§ Your assignment: Your answer should be the exact lines of the data below from the one containing "pub struct PaymentReceipt" through the one containing "against the instrument."; please include nothing else.

____ Information given

//! Payment gateway contract and in-memory implementation.

use std::collections::HashMap;
use std::sync::Arc;

use async_trait::async_trait;
use common::Money;
use tokio::sync::RwLock;

use crate::error::{Result, ServiceError};

/// Status reported by the payment gateway for a payment.
///
/// `Other` carries any status string outside the known set; callers must
/// treat it as a fatal, unexpected outcome rather than ignore it.
#[derive(Debug, Clone, PartialEq, Eq)]
pub enum PaymentStatus {
    /// The charge went through.
    Success,

    /// The gateway accepted the charge but has not settled it yet.
    Pending,

    /// The charge was declined.
    Failed,

    /// A status this core does not recognize.
    Other(String),
}

impl std::fmt::Display for PaymentStatus {
    fn fmt(&self, f: &mut std::fmt::Formatter<'_>) -> std::fmt::Result {
        match self {
            PaymentStatus::Success => write!(f, "Success"),
            PaymentStatus::Pending => write!(f, "Pending"),
            PaymentStatus::Failed => write!(f, "Failed"),
            PaymentStatus::Other(s) => write!(f, "Other({s})"),
        }
    }
}

/// Card details presented at checkout.
#[derive(Debug, Clone)]
pub struct PaymentInstrument {
    /// Card number, digits only.
    pub card_number: String,

    /// Expiry in `MM/YY` form.
    pub expiry: String,

    /// Card verification value, 3 or 4 digits.
    pub cvv: String,
}

impl PaymentInstrument {
    /// Creates a payment instrument.
    pub fn new(
        card_number: impl Into<String>,
        expiry: impl Into<String>,
        cvv: impl Into<String>,
    ) -> Self {
        Self {
            card_number: card_number.into(),
            expiry: expiry.into(),
            cvv: cvv.into(),
        }
    }

    /// Checks the field formats.
    ///
    /// Format checks only; whether the card is real or funded is the
    /// gateway's business.
    pub fn validate(&self) -> Result<()> {
        let digits = |s: &str| !s.is_empty() && s.chars().all(|c| c.is_ascii_digit());

        if !digits(&self.card_number)
            || self.card_number.len() < 13
            || self.card_number.len() > 19
        {
            return Err(ServiceError::Validation(
                "card number must be 13-19 digits".to_string(),
            ));
        }

        let expiry = self.expiry.as_bytes();
        let valid_expiry = expiry.len() == 5
            && expiry[2] == b'/'
            && expiry[..2].iter().all(u8::is_ascii_digit)
            && expiry[3..].iter().all(u8::is_ascii_digit)
            && (1..=12).contains(&((expiry[0] - b'0') * 10 + (expiry[1] - b'0')));
        if !valid_expiry {
            return Err(ServiceError::Validation(
                "expiry must be MM/YY".to_string(),
            ));
        }

        if !digits(&self.cvv) || self.cvv.len() < 3 || self.cvv.len() > 4 {
            return Err(ServiceError::Validation(
                "CVV must be 3 or 4 digits".to_string(),
            ));
        }

        Ok(())
    }
}

/// The gateway's answer to a processed payment.
#[derive(Debug, Clone)]
pub struct PaymentReceipt {
    /// The payment ID assigned by the gateway.
    pub payment_id: String,

    /// The reported status.
    pub status: PaymentStatus,
}

/// Contract for the external payment network.
///
/// One logical call per checkout; retry and timeout policy belong to the
/// hosting infrastructure, not to this core.
#[async_trait]
pub trait PaymentGateway: Send + Sync {
    /// Charges the given amount against the instrument.
    async fn process_payment(
        &self,
        amount: Money,
        instrument: &PaymentInstrument,
    ) -> Result<PaymentReceipt>;

    /// Looks up the current status of a previously processed payment.
    async fn get_payment_status(&self, payment_id: &str) -> Result<PaymentStatus>;
}

#[derive(Debug, Default)]
struct InMemoryGatewayState {
    payments: HashMap<String, (Money, PaymentStatus)>,
    next_id: u32,
    next_status: Option<PaymentStatus>,
    fail_on_process: bool,
}

/// In-memory payment gateway for testing.
#[derive(Clone, Default)]
pub struct InMemoryPaymentGateway {
    state: Arc<RwLock<InMemoryGatewayState>>,
}

impl InMemoryPaymentGateway {
    /// Creates a new in-memory gateway. Charges succeed unless configured
    /// otherwise.
    pub fn new() -> Self {
        Self::default()
    }

    /// Sets the status the gateway will report for subsequent charges.
    pub async fn set_next_status(&self, status: PaymentStatus) {
        self.state.write().await.next_status = Some(status);
    }

    /// Configures the gateway call itself to fail (network-level error).
    pub async fn set_fail_on_process(&self, fail: bool) {
        self.state.write().await.fail_on_process = fail;
    }

    /// Returns the number of processed payments.
    pub async fn payment_count(&self) -> usize {
        self.state.read().await.payments.len()
    }
}

#[async_trait]
impl PaymentGateway for InMemoryPaymentGateway {
    async fn process_payment(
        &self,
        amount: Money,
        _instrument: &PaymentInstrument,
    ) -> Result<PaymentReceipt> {
        let mut state = self.state.write().await;

        if state.fail_on_process {
            return Err(ServiceError::PaymentGateway(
                "gateway unreachable".to_string(),
            ));
        }

        let status = state
            .next_status
            .clone()
            .unwrap_or(PaymentStatus::Success);
        state.next_id += 1;
        let payment_id = format!("PAY-{:04}", state.next_id);
        state
            .payments
            .insert(payment_id.clone(), (amount, status.clone()));

        Ok(PaymentReceipt { payment_id, status })
    }

    async fn get_payment_status(&self, payment_id: &str) -> Result<PaymentStatus> {
        let state = self.state.read().await;
        state
            .payments
            .get(payment_id)
            .map(|(_, status)| status.clone())
            .ok_or_else(|| {
                ServiceError::PaymentGateway(format!("unknown payment id: {payment_id}"))
            })
    }
}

________

§ Task response:
pub struct PaymentReceipt {
    /// The payment ID assigned by the gateway.
    pub payment_id: String,

    /// The reported status.
    pub status: PaymentStatus,
}

/// Contract for the external payment network.
///
/// One logical call per checkout; retry and timeout policy belong to the
/// hosting infrastructure, not to this core.
#[async_trait]
pub trait PaymentGateway: Send + Sync {
    /// Charges the given amount against the instrument.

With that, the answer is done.